_WORK REQUIRED_. Search the entries for the word "SocketAddr". Copy every line where it turns up.

_Data entries_.
#####

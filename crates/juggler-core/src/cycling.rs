use crate::{resolve_focus, Session};
use serde::{Deserialize, Serialize};

pub const HIGHLIGHT_COLOR_COUNT: usize = 5;

/// Tab highlight colours, one per cycling step.
pub const TAB_HIGHLIGHT_PALETTE: [[u8; 3]; HIGHLIGHT_COLOR_COUNT] = [
    [212, 67, 67],
    [255, 180, 0],
    [144, 104, 212],
    [75, 177, 223],
    [158, 212, 80],
];

/// Half-brightness variants used for the pane border.
pub const PANE_HIGHLIGHT_PALETTE: [[u8; 3]; HIGHLIGHT_COLOR_COUNT] = [
    [106, 34, 34],
    [128, 90, 0],
    [72, 52, 106],
    [38, 89, 112],
    [79, 106, 40],
];

#[derive(Debug, Clone, Copy, Default, Serialize, Deserialize, PartialEq, Eq)]
pub struct CyclingState {
    pub current_index: usize,
    pub highlight_color_index: usize,
}

impl CyclingState {
    pub fn tab_color(&self) -> [u8; 3] {
        TAB_HIGHLIGHT_PALETTE[self.highlight_color_index % HIGHLIGHT_COLOR_COUNT]
    }

    pub fn pane_color(&self) -> [u8; 3] {
        PANE_HIGHLIGHT_PALETTE[self.highlight_color_index % HIGHLIGHT_COLOR_COUNT]
    }
}

#[derive(Debug, Clone, Copy, PartialEq, Eq)]
pub enum CycleDirection {
    Forward,
    Backward,
}

#[derive(Debug, Clone, PartialEq, Eq)]
pub struct CycleOutcome<'a> {
    pub target: Option<&'a Session>,
    pub state: CyclingState,
    pub color_changed: bool,
}

fn step(index: usize, len: usize, direction: CycleDirection) -> usize {
    let index = index % len;
    match direction {
        CycleDirection::Forward => (index + 1) % len,
        CycleDirection::Backward => (index + len - 1) % len,
    }
}

/// Picks the next cyclable session relative to the focused one.
///
/// A focus that resolves to a cyclable row steps from that row. A focus on a
/// real but non-cyclable row lands directly on the nearest cyclable row in
/// the cycling direction, wrapping at the ends. Anything else steps from the
/// persisted cursor.
pub fn cycle<'a>(
    sessions: &'a [Session],
    focused: Option<&str>,
    state: CyclingState,
    direction: CycleDirection,
) -> CycleOutcome<'a> {
    let cyclable: Vec<(usize, &Session)> = sessions
        .iter()
        .enumerate()
        .filter(|(_, session)| session.state.is_included_in_cycle())
        .collect();
    if cyclable.is_empty() {
        return CycleOutcome {
            target: None,
            state,
            color_changed: false,
        };
    }
    let len = cyclable.len();
    let rows: Vec<&Session> = cyclable.iter().map(|(_, session)| *session).collect();
    let focused = focused.filter(|id| !id.is_empty());

    let target_index = match focused {
        Some(id) => match resolve_focus(&rows, id) {
            Some(start) => step(start, len, direction),
            None => match resolve_focus(sessions, id) {
                Some(anchor) => nearest_cyclable(&cyclable, anchor, direction),
                None => step(state.current_index, len, direction),
            },
        },
        None => step(state.current_index, len, direction),
    };

    let color_changed = len > 1;
    let highlight_color_index = if color_changed {
        step(state.highlight_color_index, HIGHLIGHT_COLOR_COUNT, direction)
    } else {
        state.highlight_color_index
    };

    CycleOutcome {
        target: Some(rows[target_index]),
        state: CyclingState {
            current_index: target_index,
            highlight_color_index,
        },
        color_changed,
    }
}

fn nearest_cyclable(
    cyclable: &[(usize, &Session)],
    anchor: usize,
    direction: CycleDirection,
) -> usize {
    match direction {
        CycleDirection::Forward => cyclable
            .iter()
            .position(|(full_index, _)| *full_index > anchor)
            .unwrap_or(0),
        CycleDirection::Backward => cyclable
            .iter()
            .rposition(|(full_index, _)| *full_index < anchor)
            .unwrap_or(cyclable.len() - 1),
    }
}

pub fn cycle_forward<'a>(
    sessions: &'a [Session],
    focused: Option<&str>,
    state: CyclingState,
) -> CycleOutcome<'a> {
    cycle(sessions, focused, state, CycleDirection::Forward)
}

pub fn cycle_backward<'a>(
    sessions: &'a [Session],
    focused: Option<&str>,
    state: CyclingState,
) -> CycleOutcome<'a> {
    cycle(sessions, focused, state, CycleDirection::Backward)
}

/// Points the cursor at the focused cyclable session. Colour is untouched.
pub fn sync_to_focus(
    sessions: &[Session],
    focused: Option<&str>,
    state: CyclingState,
) -> CyclingState {
    let Some(id) = focused else {
        return state;
    };
    let rows: Vec<&Session> = sessions
        .iter()
        .filter(|session| session.state.is_included_in_cycle())
        .collect();
    match resolve_focus(&rows, id) {
        Some(index) => CyclingState {
            current_index: index,
            ..state
        },
        None => state,
    }
}

#[cfg(test)]
mod tests {
    use super::*;
    use crate::{SessionKey, SessionState};
    use chrono::Utc;

    fn sessions(rows: &[(&str, SessionState)]) -> Vec<Session> {
        let now = Utc::now();
        rows.iter()
            .map(|(id, state)| {
                Session::new(SessionKey::terminal(*id), "claude-code", "/p", *state, now)
            })
            .collect()
    }

    fn target_id(outcome: &CycleOutcome<'_>) -> Option<String> {
        outcome.target.map(Session::id)
    }

    #[test]
    fn forward_walks_and_wraps() {
        let list = sessions(&[
            ("A", SessionState::Idle),
            ("B", SessionState::Idle),
            ("C", SessionState::Idle),
        ]);
        let mut state = CyclingState::default();
        let mut focus = "A".to_string();
        let mut seen = Vec::new();
        for _ in 0..3 {
            let outcome = cycle_forward(&list, Some(focus.as_str()), state);
            state = outcome.state;
            focus = target_id(&outcome).expect("target");
            seen.push(focus.clone());
        }
        assert_eq!(seen, ["B", "C", "A"]);
        assert_eq!(state.highlight_color_index, 3);
    }

    #[test]
    fn forward_then_backward_returns_to_start() {
        let list = sessions(&[
            ("A", SessionState::Idle),
            ("B", SessionState::Working),
            ("C", SessionState::Permission),
            ("D", SessionState::Idle),
        ]);
        for start in ["A", "C", "D"] {
            let forward = cycle_forward(&list, Some(start), CyclingState::default());
            let next = target_id(&forward).expect("target");
            let back = cycle_backward(&list, Some(next.as_str()), forward.state);
            assert_eq!(target_id(&back).as_deref(), Some(start));
            assert_eq!(back.state.highlight_color_index, 0);
        }
    }

    #[test]
    fn never_selects_non_cyclable_sessions() {
        let list = sessions(&[
            ("A", SessionState::Working),
            ("B", SessionState::Idle),
            ("C", SessionState::Backburner),
            ("D", SessionState::Compacting),
            ("E", SessionState::Permission),
        ]);
        let mut state = CyclingState::default();
        for _ in 0..6 {
            let outcome = cycle_forward(&list, None, state);
            let target = outcome.target.expect("target");
            assert!(target.state.is_included_in_cycle());
            state = outcome.state;
        }
    }

    #[test]
    fn single_cyclable_session_freezes_color() {
        let list = sessions(&[("A", SessionState::Working), ("B", SessionState::Idle)]);
        let state = CyclingState {
            current_index: 0,
            highlight_color_index: 2,
        };
        let outcome = cycle_forward(&list, Some("B"), state);
        assert_eq!(target_id(&outcome).as_deref(), Some("B"));
        assert_eq!(outcome.state, state);
        assert!(!outcome.color_changed);
    }

    #[test]
    fn nothing_cyclable_yields_no_target() {
        let list = sessions(&[("A", SessionState::Working), ("B", SessionState::Backburner)]);
        let state = CyclingState {
            current_index: 1,
            highlight_color_index: 4,
        };
        let outcome = cycle_backward(&list, Some("A"), state);
        assert_eq!(outcome.target, None);
        assert_eq!(outcome.state, state);
        assert!(!outcome.color_changed);
        assert_eq!(cycle_forward(&[], None, state).target, None);
    }

    #[test]
    fn unknown_focus_steps_from_cursor() {
        let list = sessions(&[
            ("A", SessionState::Idle),
            ("B", SessionState::Idle),
            ("C", SessionState::Idle),
        ]);
        let state = CyclingState {
            current_index: 2,
            highlight_color_index: 0,
        };
        let forward = cycle_forward(&list, Some("gone"), state);
        assert_eq!(target_id(&forward).as_deref(), Some("A"));
        let backward = cycle_backward(&list, None, state);
        assert_eq!(target_id(&backward).as_deref(), Some("B"));
        assert_eq!(backward.state.highlight_color_index, 4);
    }

    #[test]
    fn stale_cursor_beyond_list_wraps() {
        let list = sessions(&[("A", SessionState::Idle), ("B", SessionState::Idle)]);
        let state = CyclingState {
            current_index: 7,
            highlight_color_index: 0,
        };
        let outcome = cycle_forward(&list, None, state);
        assert_eq!(target_id(&outcome).as_deref(), Some("A"));
    }

    #[test]
    fn non_cyclable_focus_lands_on_nearest_cyclable() {
        let list = sessions(&[
            ("A", SessionState::Idle),
            ("B", SessionState::Working),
            ("C", SessionState::Idle),
            ("D", SessionState::Working),
        ]);
        let state = CyclingState::default();
        assert_eq!(
            target_id(&cycle_forward(&list, Some("B"), state)).as_deref(),
            Some("C")
        );
        assert_eq!(
            target_id(&cycle_backward(&list, Some("B"), state)).as_deref(),
            Some("A")
        );
        assert_eq!(
            target_id(&cycle_forward(&list, Some("D"), state)).as_deref(),
            Some("A")
        );
        let first_busy = sessions(&[
            ("X", SessionState::Working),
            ("Y", SessionState::Idle),
            ("Z", SessionState::Idle),
        ]);
        assert_eq!(
            target_id(&cycle_backward(&first_busy, Some("X"), state)).as_deref(),
            Some("Z")
        );
    }

    #[test]
    fn focus_resolves_by_terminal_suffix() {
        let list = sessions(&[
            ("w0t0p0:aaa", SessionState::Idle),
            ("w0t1p0:bbb", SessionState::Idle),
        ]);
        let outcome = cycle_forward(&list, Some("aaa"), CyclingState::default());
        assert_eq!(target_id(&outcome).as_deref(), Some("w0t1p0:bbb"));
    }

    #[test]
    fn sync_to_focus_moves_cursor_only() {
        let list = sessions(&[
            ("A", SessionState::Working),
            ("B", SessionState::Idle),
            ("C", SessionState::Idle),
        ]);
        let state = CyclingState {
            current_index: 0,
            highlight_color_index: 3,
        };
        let synced = sync_to_focus(&list, Some("C"), state);
        assert_eq!(synced.current_index, 1);
        assert_eq!(synced.highlight_color_index, 3);
        assert_eq!(sync_to_focus(&list, Some("A"), state), state);
        assert_eq!(sync_to_focus(&list, None, state), state);
    }

    #[test]
    fn palette_lookup_wraps() {
        let state = CyclingState {
            current_index: 0,
            highlight_color_index: 6,
        };
        assert_eq!(state.tab_color(), [255, 180, 0]);
        assert_eq!(state.pane_color(), [128, 90, 0]);
    }
}
use crate::actor::RegistryHandle;
use crate::bridge::{self, SharedBridge};
use crate::registry::SessionUpdate;
use juggler_core::hook_events::{
    decode_hook_payload, decode_kitty_event, map_event, HookAction, HookPayload, KittyEventKind,
};
use juggler_core::http_frame::{HttpRequest, HttpResponse, RequestAccumulator};
use juggler_core::TerminalKind;
use std::io;
use std::sync::Arc;
use tokio::io::{AsyncReadExt, AsyncWriteExt};
use tokio::net::{TcpListener, TcpStream};
use tokio::sync::watch;
use tracing::{debug, info, warn};

const READ_CHUNK_BYTES: usize = 64 * 1024;
const BODY_LOG_PREFIX: usize = 200;

pub struct ListenerContext {
    pub registry: RegistryHandle,
    pub bridge: SharedBridge,
    pub max_request_bytes: usize,
}

pub async fn run(
    listener: TcpListener,
    ctx: Arc<ListenerContext>,
    mut shutdown: watch::Receiver<bool>,
) -> io::Result<()> {
    let local = listener.local_addr()?;
    info!(event = "listener_start", addr = %local);

    loop {
        tokio::select! {
            changed = shutdown.changed() => {
                if changed.is_err() || *shutdown.borrow() {
                    break;
                }
            }
            accept = listener.accept() => {
                match accept {
                    Ok((stream, peer)) => {
                        debug!(event = "hook_connection", peer = %peer);
                        let ctx = ctx.clone();
                        tokio::spawn(async move {
                            handle_connection(stream, ctx).await;
                        });
                    }
                    Err(err) => {
                        warn!(event = "listener_accept_error", error = %err);
                    }
                }
            }
        }
    }

    info!(event = "listener_stop", addr = %local);
    Ok(())
}

async fn handle_connection(mut stream: TcpStream, ctx: Arc<ListenerContext>) {
    let Some(request) = read_request(&mut stream, ctx.max_request_bytes).await else {
        return;
    };
    let response = route(&request, &ctx).await;
    if let Err(err) = stream.write_all(&response.serialize()).await {
        debug!(event = "hook_write_error", error = %err);
        return;
    }
    let _ = stream.shutdown().await;
}

/// Reads until a full request is buffered. Framing failures drop the
/// connection without a response.
async fn read_request(stream: &mut TcpStream, max_bytes: usize) -> Option<HttpRequest> {
    let mut accumulator = RequestAccumulator::new(max_bytes);
    let mut chunk = vec![0u8; READ_CHUNK_BYTES];
    loop {
        let read = match stream.read(&mut chunk).await {
            Ok(read) => read,
            Err(err) => {
                debug!(event = "hook_read_error", error = %err);
                return None;
            }
        };
        if read == 0 {
            return match accumulator.finish() {
                Ok(request) => Some(request),
                Err(err) => {
                    debug!(event = "hook_frame_dropped", error = %err);
                    None
                }
            };
        }
        match accumulator.push_chunk(&chunk[..read]) {
            Ok(Some(request)) => return Some(request),
            Ok(None) => continue,
            Err(err) => {
                warn!(event = "hook_frame_dropped", error = %err);
                return None;
            }
        }
    }
}

async fn route(request: &HttpRequest, ctx: &Arc<ListenerContext>) -> HttpResponse {
    if request.method != "POST" {
        return HttpResponse::method_not_allowed();
    }
    match request.path.as_str() {
        "/hook" => handle_hook(&request.body, ctx).await,
        "/kitty-event" => handle_kitty_event(&request.body, ctx).await,
        _ => HttpResponse::not_found(),
    }
}

fn body_prefix(body: &str) -> String {
    body.chars().take(BODY_LOG_PREFIX).collect()
}

async fn handle_hook(body: &str, ctx: &Arc<ListenerContext>) -> HttpResponse {
    match decode_hook_payload(body) {
        Ok(payload) => {
            dispatch_hook(payload, ctx).await;
            HttpResponse::ok()
        }
        Err(err) => {
            warn!(
                event = "hook_decode_error",
                error = %err,
                body = %body_prefix(body)
            );
            HttpResponse::bad_request("Invalid JSON")
        }
    }
}

async fn dispatch_hook(payload: HookPayload, ctx: &Arc<ListenerContext>) {
    let action = map_event(&payload.event, &payload.agent);
    debug!(
        event = "hook_received",
        agent = %payload.agent,
        hook_event = %payload.event,
        session = %payload.session_key(),
        action = ?action
    );
    match action {
        HookAction::UpdateState(state) => {
            ctx.registry
                .add_or_update_session(SessionUpdate::from_hook(&payload, state))
                .await;
            let terminal_id = payload.terminal_id();
            if !terminal_id.is_empty() {
                spawn_enrichment(ctx, payload.terminal_kind(), terminal_id.to_string());
            }
        }
        HookAction::RemoveSession => {
            ctx.registry
                .remove_session(payload.session_key().to_string())
                .await;
        }
        HookAction::Ignore => {}
    }
}

/// Fetches tab and pane details off the request path and hands them back to
/// the registry, which drops them if the session is gone by then.
fn spawn_enrichment(ctx: &Arc<ListenerContext>, kind: TerminalKind, terminal_id: String) {
    let registry = ctx.registry.clone();
    let bridge = ctx.bridge.clone();
    tokio::spawn(async move {
        match bridge::fetch_session_info(bridge, kind, terminal_id.clone()).await {
            Ok(Some(info)) => {
                registry
                    .update_session_terminal_info(terminal_id, info)
                    .await;
            }
            Ok(None) => {
                debug!(event = "terminal_info_missing", terminal = %terminal_id);
            }
            Err(err) => {
                debug!(event = "terminal_info_error", terminal = %terminal_id, error = %err);
            }
        }
    });
}

async fn handle_kitty_event(body: &str, ctx: &Arc<ListenerContext>) -> HttpResponse {
    let event = match decode_kitty_event(body) {
        Ok(event) => event,
        Err(err) => {
            warn!(
                event = "kitty_event_decode_error",
                error = %err,
                body = %body_prefix(body)
            );
            return HttpResponse::bad_request("Invalid JSON");
        }
    };
    match event.kind() {
        KittyEventKind::FocusChanged => {
            ctx.registry
                .update_focused_session(Some(event.window_id))
                .await;
        }
        KittyEventKind::SessionTerminated => {
            ctx.registry
                .remove_sessions_by_terminal_id(event.window_id)
                .await;
        }
        KittyEventKind::Other => {
            debug!(event = "kitty_event_ignored", kitty_event = %event.event);
        }
    }
    HttpResponse::ok()
}

#[cfg(test)]
mod tests {
    use super::*;
    use crate::actor;
    use crate::bridge::UnconfiguredBridge;
    use crate::registry::{RegistrySettings, SessionRegistry};
    use juggler_core::http_frame::DEFAULT_MAX_REQUEST_BYTES;
    use juggler_core::SessionState;
    use std::net::SocketAddr;
    use std::time::Duration;

    async fn launch(
        max_request_bytes: usize,
    ) -> (
        SocketAddr,
        RegistryHandle,
        watch::Sender<bool>,
        tokio::task::JoinHandle<io::Result<()>>,
    ) {
        let (registry, _task) = actor::spawn(SessionRegistry::new(RegistrySettings::default()), 32);
        let listener = TcpListener::bind("127.0.0.1:0").await.expect("bind");
        let addr = listener.local_addr().expect("local addr");
        let ctx = Arc::new(ListenerContext {
            registry: registry.clone(),
            bridge: Arc::new(UnconfiguredBridge),
            max_request_bytes,
        });
        let (tx, rx) = watch::channel(false);
        let handle = tokio::spawn(run(listener, ctx, rx));
        (addr, registry, tx, handle)
    }

    async fn exchange(addr: SocketAddr, chunks: &[&[u8]]) -> String {
        let mut stream = TcpStream::connect(addr).await.expect("connect");
        for chunk in chunks {
            stream.write_all(chunk).await.expect("write");
            stream.flush().await.expect("flush");
            tokio::time::sleep(Duration::from_millis(20)).await;
        }
        let mut response = Vec::new();
        // A dropped connection may surface as a reset; whatever arrived counts.
        let _ = tokio::time::timeout(Duration::from_secs(3), stream.read_to_end(&mut response))
            .await
            .expect("read timeout");
        String::from_utf8(response).expect("utf8")
    }

    fn post(path: &str, body: &str) -> Vec<u8> {
        format!(
            "POST {path} HTTP/1.1\r\nHost: localhost\r\nContent-Type: application/json\r\nContent-Length: {}\r\n\r\n{body}",
            body.len()
        )
        .into_bytes()
    }

    #[tokio::test(flavor = "multi_thread", worker_threads = 2)]
    async fn hook_event_creates_session() {
        let (addr, registry, shutdown, handle) = launch(DEFAULT_MAX_REQUEST_BYTES).await;
        let body = r#"{"agent":"claude-code","event":"Stop","terminal":{"sessionId":"w0t0p0:abc","cwd":"/work/api"},"tmux":{"pane":"%1"}}"#;
        let response = exchange(addr, &[&post("/hook", body)]).await;
        assert!(response.starts_with("HTTP/1.1 200 OK\r\n"));
        assert!(response.ends_with(r#"{"status":"ok"}"#));

        let snapshot = registry.fetch_snapshot().await;
        assert_eq!(snapshot.sessions.len(), 1);
        assert_eq!(snapshot.sessions[0].id(), "w0t0p0:abc:%1");
        assert_eq!(snapshot.sessions[0].state, SessionState::Idle);

        let _ = shutdown.send(true);
        let _ = tokio::time::timeout(Duration::from_secs(2), handle).await;
    }

    #[tokio::test(flavor = "multi_thread", worker_threads = 2)]
    async fn body_split_across_writes_is_reassembled() {
        let (addr, registry, shutdown, _handle) = launch(DEFAULT_MAX_REQUEST_BYTES).await;
        let request = post(
            "/hook",
            r#"{"agent":"opencode","event":"session.status.busy","terminal":{"sessionId":"t1"}}"#,
        );
        let (head, tail) = request.split_at(request.len() - 10);
        let response = exchange(addr, &[head, tail]).await;
        assert!(response.starts_with("HTTP/1.1 200 OK\r\n"));
        let snapshot = registry.fetch_snapshot().await;
        assert_eq!(snapshot.sessions[0].state, SessionState::Working);
        let _ = shutdown.send(true);
    }

    #[tokio::test(flavor = "multi_thread", worker_threads = 2)]
    async fn bad_json_is_rejected_without_touching_registry() {
        let (addr, registry, shutdown, _handle) = launch(DEFAULT_MAX_REQUEST_BYTES).await;
        let response = exchange(addr, &[&post("/hook", r#"{"agent":"claude-code"}"#)]).await;
        assert!(response.starts_with("HTTP/1.1 400 Bad Request\r\n"));
        assert!(response.ends_with(r#"{"status":"error","message":"Invalid JSON"}"#));
        assert!(registry.fetch_snapshot().await.sessions.is_empty());
        let _ = shutdown.send(true);
    }

    #[tokio::test(flavor = "multi_thread", worker_threads = 2)]
    async fn wrong_method_and_unknown_path() {
        let (addr, _registry, shutdown, _handle) = launch(DEFAULT_MAX_REQUEST_BYTES).await;
        let response = exchange(addr, &[b"GET /hook HTTP/1.1\r\nHost: x\r\n\r\n"]).await;
        assert!(response.starts_with("HTTP/1.1 405 Method Not Allowed\r\n"));
        assert!(response.contains("Content-Length: 49\r\n"));

        let response = exchange(addr, &[&post("/status", "{}")]).await;
        assert!(response.starts_with("HTTP/1.1 404 Not Found\r\n"));
        assert!(response.ends_with(r#"{"status":"error","message":"Not found"}"#));
        let _ = shutdown.send(true);
    }

    #[tokio::test(flavor = "multi_thread", worker_threads = 2)]
    async fn framing_errors_close_without_response() {
        let (addr, _registry, shutdown, _handle) = launch(64).await;
        let response = exchange(addr, &[b"GARBAGE\r\n\r\n"]).await;
        assert!(response.is_empty());

        let mut stream = TcpStream::connect(addr).await.expect("connect");
        stream
            .write_all(b"POST /hook HTTP/1.1\r\nContent-Length: 50\r\n\r\n{")
            .await
            .expect("write");
        stream.shutdown().await.expect("half close");
        let mut response = Vec::new();
        let _ = tokio::time::timeout(Duration::from_secs(3), stream.read_to_end(&mut response))
            .await
            .expect("read timeout");
        assert!(response.is_empty());

        let oversized = post("/hook", &"x".repeat(128));
        assert!(exchange(addr, &[&oversized]).await.is_empty());
        let _ = shutdown.send(true);
    }

    #[tokio::test(flavor = "multi_thread", worker_threads = 2)]
    async fn kitty_events_drive_focus_and_removal() {
        let (addr, registry, shutdown, _handle) = launch(DEFAULT_MAX_REQUEST_BYTES).await;
        for window in ["7", "8"] {
            let body = serde_json::json!({
                "agent": "claude-code",
                "event": "SessionStart",
                "terminal": {"sessionId": window, "terminalType": "kitty"},
            })
            .to_string();
            exchange(addr, &[&post("/hook", &body)]).await;
        }
        let response = exchange(
            addr,
            &[&post("/kitty-event", r#"{"event":"focus_changed","window_id":"8"}"#)],
        )
        .await;
        assert!(response.starts_with("HTTP/1.1 200 OK\r\n"));
        let snapshot = registry.fetch_snapshot().await;
        assert_eq!(snapshot.focused_id.as_deref(), Some("8"));
        assert_eq!(snapshot.cycling.current_index, 1);

        exchange(
            addr,
            &[&post("/kitty-event", r#"{"event":"session_terminated","window_id":"7"}"#)],
        )
        .await;
        let snapshot = registry.fetch_snapshot().await;
        assert_eq!(snapshot.sessions.len(), 1);
        assert_eq!(snapshot.sessions[0].id(), "8");

        let response = exchange(addr, &[&post("/kitty-event", r#"{"window_id":"8"}"#)]).await;
        assert!(response.starts_with("HTTP/1.1 400 Bad Request\r\n"));
        let _ = shutdown.send(true);
    }

    #[tokio::test(flavor = "multi_thread", worker_threads = 2)]
    async fn session_end_removes_session() {
        let (addr, registry, shutdown, _handle) = launch(DEFAULT_MAX_REQUEST_BYTES).await;
        let start =
            r#"{"agent":"claude-code","event":"SessionStart","terminal":{"sessionId":"t5"}}"#;
        let end = r#"{"agent":"claude-code","event":"SessionEnd","terminal":{"sessionId":"t5"}}"#;
        exchange(addr, &[&post("/hook", start)]).await;
        assert_eq!(registry.fetch_snapshot().await.sessions.len(), 1);
        exchange(addr, &[&post("/hook", end)]).await;
        assert!(registry.fetch_snapshot().await.sessions.is_empty());
        let _ = shutdown.send(true);
    }
}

#####

_PROBLEM SOLUTION_.
    use std::net::SocketAddr;
        SocketAddr,
    async fn exchange(addr: SocketAddr, chunks: &[&[u8]]) -> String {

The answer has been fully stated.